Чем-то знакомым повеяло от этой сентенции. Уж больно замысел хорош и актуален. Не так ли откликались в тридцатые годы молодые ударники от литературы на призыв создать, к примеру, памятник Беломорканалу? Тоже ведь славили трудовую перековку, укрепляли общественное здоровье и выполняли прямой социальный заказ. Времена меняются, а заказы, значит, остаются. Как и “твари попроще”, то есть мы с вами.
А теперь, читатель, вспомни про кремлевскую мечту президента о нашей национальной идее — конкурентоспособности России. А бывает конкуренция без, к примеру, дебита-кредита? Без прибыли? То есть можно ли ее, эту духовную державную цель, вывести из шелеста купюр или звона презренного металла? Оказывается, можно. И здесь президент и Татьяна Толстая поют слаженным дуэтом, правда, писательница все же по временам солирует: плохо нам сегодня потому, что собственности у народа не было, татаро-монголы, крепостники царские, коммунисты-губители виноваты, забирали урожай, ложки-плошки отнимали, даже “жен и детей”. На последних словах президент осекся, но про налоги и урожай все же дотянул до конца. А Толстая знай себе завывает сиреной: “Большевички разрушили хрупкую скорлупку гражданского мира, и весь двадцатый век прошел под страхом владеть чем-либо материальным, осязаемым”.
Танин дедушка, между прочим, владел, и очень даже “осязаемым”, таким, что Петя Авен до сих пор хвастает: “На моей даче Толстой создавал “Петра Первого”.
У кого нос по ветру, тот давно вынюхал: кто чего хочет. Еще не оформлен социальный заказ (а он так и носился, так и кружился в воздухе), а нате вам: очень своевременная книга “Талан”. Правда, сей интернетовский конкурс остался вроде бы без победителя, так и не родился еще гений мамоны. Но как замечательно сформулировала его пришествие Татьяна Толстая с подругами по жюри: “Мы ждали, раскинувшись, а он не пришел”.

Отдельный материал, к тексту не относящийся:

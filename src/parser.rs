//! Extracts network names from raw scan output.
//!
//! The scan tool prints free-form text; the only lines of interest look like
//!
//! ```text
//!                     ESSID:"Home Network"
//! ```
//!
//! Anything that does not fit is skipped rather than reported.

use std::collections::HashSet;

/// Marker preceding the quoted network name on a scan output line.
pub const ESSID_MARKER: &str = "ESSID:";

/// Returns the network names in `raw`, first occurrence first, without duplicates.
///
/// ```
/// use wifi_switcher::parser::parse_networks;
///
/// let raw = "Cell 01\n  ESSID:\"Home\"\nCell 02\n  ESSID:\"Cafe\"\n  ESSID:\"Home\"\n";
/// assert_eq!(parse_networks(raw), vec!["Home", "Cafe"]);
/// ```
pub fn parse_networks(raw: &str) -> Vec<String> {
    let mut seen = HashSet::new();
    let mut networks = Vec::new();

    for line in raw.lines() {
        let Some(pos) = line.find(ESSID_MARKER) else {
            continue;
        };
        let Some(ssid) = quoted_field(&line[pos + ESSID_MARKER.len()..]) else {
            continue;
        };
        if is_hidden(ssid) {
            continue;
        }
        if seen.insert(ssid) {
            networks.push(ssid.to_string());
        }
    }

    networks
}

/// The text between an opening quote right after the marker and the last quote on the line.
fn quoted_field(rest: &str) -> Option<&str> {
    let inner = rest.trim_start().strip_prefix('"')?;
    let end = inner.rfind('"')?;
    Some(&inner[..end])
}

// Hidden networks show up as "" or as a run of escaped NUL bytes
fn is_hidden(ssid: &str) -> bool {
    ssid.is_empty() || ssid.split("\\x00").all(str::is_empty)
}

Интересная все-таки она женщина. Вспомнил сейчас, по случаю, прямую передачу по ТВ, где та же жрица потребления наседала на вальяжного Никиту Михалкова по поводу нового Гимна России. Сын по полной программе отвечал за грехи отца. Но возражал лениво, нехотя, отмахиваясь от жрицы со своим утрированным дворянским снобизмом. А писательница земли Российской и Американской все распалялась, ярилась, метала громы и молнии... Исчерпав для невозмутимого Михалкова все либеральные аргументы, выдала, наконец, козырь: я и в Америке, где живу, когда играют гимн и все встают, сижу принципиально. Тут наш дорогой Никита Сергеевич вдруг очнулся, поглядел впервые заинтересованно и, заикаясь “под отца”, отрезал: “Ну, и д-дура!”